Votran, officially the Volusia County Public Transit System is the public transportation system in Volusia County, Florida, United States. The system was established in 1975. Votran provides fixed bus and paratransit service throughout the entire county

Single rides are $1.75 per trip, or $3.75 for a 24-hour pass.

History
Although the County is employing the Votran personnel directly, the management of the Votran system is contracted to First Transit.

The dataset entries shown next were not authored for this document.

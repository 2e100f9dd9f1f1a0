//! epd-fontconvert library
//!
//! Converts a prioritized stack of outline fonts into a packed `.epd_fb`
//! bitmap font. The stages are usable on their own (e.g. with an in-memory
//! glyph source in tests):
//!
//! 1. [`intervals`] - merge declared code point ranges, split by coverage
//! 2. [`glyph_source`] - font stack lookup and rasterization
//! 3. [`packing`] - 8-bit coverage to 1-bit / 2-bit packed pixels
//! 4. [`encoder`] - glyph/interval tables and the verified blob

pub mod convert;
pub mod encoder;
mod error;
pub mod glyph_source;
pub mod intervals;
pub mod manifest;
pub mod packing;

#[cfg(test)]
mod test_support;

pub use convert::{ConvertOptions, ConvertSummary, ConvertedFont, build_font, convert_font};
pub use encoder::{FontAssetBuilder, GlyphProps, encode_verified};
pub use error::ConvertError;
pub use glyph_source::{
    FaceMetrics, Fixed26_6, FontFace, FontStack, GlyphSource, RawBitmap, RenderedGlyph,
};
pub use intervals::{CodePointRange, DEFAULT_INTERVALS, merge_ranges, resolve_intervals};
pub use packing::pack_glyph;

// Re-export the format crate so callers can read back what they wrote
pub use epd_font;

First Transit replaced RATP Dev, who had been in contract since the establishment of Votran in 1975, in 2020.

Operations Facilities
Votran houses its main operations center and bus garage/yard in Daytona Beach (950 Big Tree Rd., Daytona Beach, FL 32119), which handles all administrative and a vast majority of other agency functions. Because of the distance between Daytona Beach and DeLand, a second facility is located in Orange City (near US Hwy 17/92) by which encompasses a bus garage/yard area and some operations and light-duty maintenance functions.

Stations
Votran has three main stations:
 Transfer Plaza, corner of N. Palmetto Avenue and M M Bethune Blvd., Daytona Beach. Buses meet and depart every half-hour; Monday–Saturday, 7 am – 7 pm.
 Intermodal Transfer Facility (ITF), 301 Earl Street and North Atlantic Ave. (FL Highway A1A), Daytona Beach. Buses meet and depart on every hour for evening and Sunday service; Monday–Saturday, 7–11 pm; Sunday 7 am – 6 pm. 
Intermodal Transfer Facility (ITF), South Woodland Blvd (US 17/92) and Euclid Ave., DeLand. Buses service the ITF between 4:34 am and 8:36pm 
Other transfer locations are available at most shopping centers and where multiple buses cross paths.

Routes
The Volusia County Government governs the county as three regions, and Votran does the same with its service. Bus routes are grouped into three regions: 
 East (two hubs in Daytona Beach). The East side routes generally service the Daytona Beach, Port Orange, and Ormond Beach areas, With a connector (Route 60) to the DeLand area to connect with Routes 20, 24, and 31 on the Westside.  
 Southeast (hub in New Smyrna Beach). There are Three Southeast Routes and Two Flex Service routes serving the New Smyrna Beachside and Mainland areas. Route 40 goes northbound to Port Orange via US1 and Nova Road to connect with the Eastside Routes near Dunlawton Square. Route 41 travels southbound serving Edgewater and Oak Hill. Route 44 serves State Road 44 in New Smyrna Beach.
 West (hub in Orange City). These routes include the 20, 21, 22, 23, 24, 31, 32, and 33, and service the DeBary, Deltona, DeLand and Orange City areas, with five out of the eight routes focused mainly on Deltona, though two of the three routes (route 21 & route 22) follow similar paths for most of their assigned trips (e.g. the 21 will stop at certain bus stops, with the 22 stopping at the same bus stop the following hour in the opposite direction).  Route 24 connects DeLand to Pierson and Seville in northwestern Volusia County. Routes 31–33 were added for service to the DeBary SunRail Station starting May 1, 2014. Route 31 serves North DeLand to the DeBary SunRail Station (half-hourly, stops at all stops along the way), Route 32 starts in Deltona to the DeBary SunRail Station via Orange City (hourly, stops at all stops along the way), Route 33 began as a Limited Stop, or Express bus from Deltona to the DeBary SunRail station via Orange City (hourly, limited stops). In 2019, the route was modified to allow for more stops, but the "Express" designation remains unchanged on the website.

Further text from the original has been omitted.